I actually ended up in a state where (after wasting almost an entire day) I could see my data, but only in single-user mode with a read-only file system. I might have been able to directly copy the data, but I picked to format the drive and restore from the backup to save more of my time and get back to coding X-Plane.  My suggestion for developers getting iMacs: get an internal SSD (whatever storage size you can afford) and supplement with a fast external hard drive over Thunderbolt.
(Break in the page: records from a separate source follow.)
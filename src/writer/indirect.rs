//! Indirect object framing.
//!
//! Format: `{number} {generation} obj\n{data}[\n]endobj\n`

use crate::error::{Error, Result};
use crate::object::ObjectRef;
use std::io::Write;

/// An object number, generation and serialized body, ready to be written.
#[derive(Debug, Clone, PartialEq, Eq)]
pub struct IndirectObject {
    number: u32,
    generation: u16,
    data: Vec<u8>,
}

impl IndirectObject {
    /// Create an indirect object.
    ///
    /// # Errors
    ///
    /// [`Error::InvalidObjectNumber`] when `number` is 0.
    pub fn new(number: u32, generation: u16, data: impl Into<Vec<u8>>) -> Result<Self> {
        if number == 0 {
            return Err(Error::InvalidObjectNumber(number));
        }
        Ok(Self {
            number,
            generation,
            data: data.into(),
        })
    }

    /// Object number.
    pub fn number(&self) -> u32 {
        self.number
    }

    /// Generation number.
    pub fn generation(&self) -> u16 {
        self.generation
    }

    /// Serialized body, without framing.
    pub fn data(&self) -> &[u8] {
        &self.data
    }

    /// Reference to this object.
    pub fn reference(&self) -> ObjectRef {
        ObjectRef::new(self.number, self.generation)
    }

    fn header(&self) -> String {
        format!("{} {} obj\n", self.number, self.generation)
    }

    fn needs_newline(&self) -> bool {
        self.data.last() != Some(&b'\n')
    }

    /// Write the framed object and return the exact number of bytes written.
    pub fn serialize<W: Write>(&self, w: &mut W) -> std::io::Result<usize> {
        let header = self.header();
        w.write_all(header.as_bytes())?;
        w.write_all(&self.data)?;
        let mut written = header.len() + self.data.len();
        if self.needs_newline() {
            w.write_all(b"\n")?;
            written += 1;
        }
        w.write_all(b"endobj\n")?;
        Ok(written + b"endobj\n".len())
    }

    /// Byte length [`serialize`](Self::serialize) would report.
    pub fn serialized_len(&self) -> usize {
        self.header().len() + self.data.len() + usize::from(self.needs_newline()) + 7
    }
}
//! FlateDecode (zlib/deflate) implementation.
//!
//! Uses the flate2 crate. Decompression drives the raw inflater in a loop so
//! the output ceiling is enforced while the stream is still being expanded.

use super::{CompressionLevel, MAX_DECOMPRESSED_SIZE};
use crate::error::{Error, Result};
use flate2::write::ZlibEncoder;
use flate2::{Decompress, FlushDecompress, Status};
use std::io::Write;

/// Output growth step for the inflater loop.
const CHUNK_SIZE: usize = 64 * 1024;

/// Compress `data` with zlib framing at `level`.
///
/// Empty input yields empty output without emitting a zlib header.
pub fn compress(data: &[u8], level: CompressionLevel) -> Result<Vec<u8>> {
    if data.is_empty() {
        return Ok(Vec::new());
    }

    let mut encoder = ZlibEncoder::new(Vec::with_capacity(data.len() / 2), level.to_flate2());
    encoder.write_all(data)?;
    let compressed = encoder.finish()?;

    log::debug!(
        "FlateDecode: compressed {} -> {} bytes (level {})",
        data.len(),
        compressed.len(),
        level.value()
    );
    Ok(compressed)
}

/// Compress with an integer level, validating it first.
///
/// # Errors
///
/// [`Error::InvalidCompressionLevel`] for levels outside `-1..=9`, checked
/// before any work is done (even for empty input).
pub fn compress_raw(data: &[u8], level: i32) -> Result<Vec<u8>> {
    let level = CompressionLevel::new(level)?;
    compress(data, level)
}

/// Decompress a zlib stream, bounded by [`MAX_DECOMPRESSED_SIZE`].
pub fn decompress(data: &[u8]) -> Result<Vec<u8>> {
    decompress_with_limit(data, MAX_DECOMPRESSED_SIZE)
}

/// Decompress a zlib stream, failing once the output would exceed `limit` bytes.
///
/// Pass `usize::MAX` for no ceiling.
///
/// # Errors
///
/// - [`Error::DecompressedSizeExceeded`] when the output grows past `limit`
/// - [`Error::CorruptStream`] for malformed input, a bad checksum or a
///   stream that ends before its final block
pub fn decompress_with_limit(data: &[u8], limit: usize) -> Result<Vec<u8>> {
    if data.is_empty() {
        return Ok(Vec::new());
    }

    let mut inflater = Decompress::new(true);
    let mut output: Vec<u8> = Vec::new();

    loop {
        // Never hold more than limit + 1 bytes: one byte past the limit is enough to reject.
        if output.capacity() == output.len() {
            let room = limit.saturating_add(1).saturating_sub(output.len());
            let step = output.len().max(CHUNK_SIZE).min(room);
            output.reserve_exact(step);
        }

        let in_before = inflater.total_in() as usize;
        let out_before = inflater.total_out();

        let status = inflater
            .decompress_vec(&data[in_before..], &mut output, FlushDecompress::None)
            .map_err(|e| Error::CorruptStream(e.to_string()))?;

        if output.len() > limit {
            log::warn!(
                "FlateDecode: output exceeded {} byte limit after {} input bytes",
                limit,
                inflater.total_in()
            );
            return Err(Error::DecompressedSizeExceeded { limit });
        }

        match status {
            Status::StreamEnd => {
                log::debug!("FlateDecode: decompressed {} -> {} bytes", data.len(), output.len());
                return Ok(output);
            },
            Status::Ok | Status::BufError => {
                let progressed = inflater.total_in() as usize != in_before
                    || inflater.total_out() != out_before;
                if !progressed && output.len() < output.capacity() {
                    return Err(Error::CorruptStream(format!(
                        "stream truncated after {} of {} input bytes",
                        inflater.total_in(),
                        data.len()
                    )));
                }
            },
        }
    }
}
Going forward, I am replacing the portable backup drives with a Synology NAS RAID device – this gets me high performance, high capacity backup (about 10 TB) with redundant drives. I picked HGST drives because they’ve had a good track record for reliability. With a large network attached storage server, I can have all of my machines backing up in the house all of the time, and have that be the primary way of getting my data back. I’m keeping cloud backup as a last-resort-the-house-burned-down kind of thing.

If my cloud backup hasn’t shipped Monday, I will rebuild the setup I use to cut builds by hand (it’ll take a few hours but it’s doable) and we’ll cut 11.05r2 that way. If the drive comes, I can get the last of my data back and we’ll get to 11.05r2 the easy way. Either way, we’ll get things moving again.

 

* I opted for a hard drive restore, which should have one day of shipping time, instead of a download; a smaller restore based on download made clear that the transfer speeds would be slower than FedEx for that quantity of data.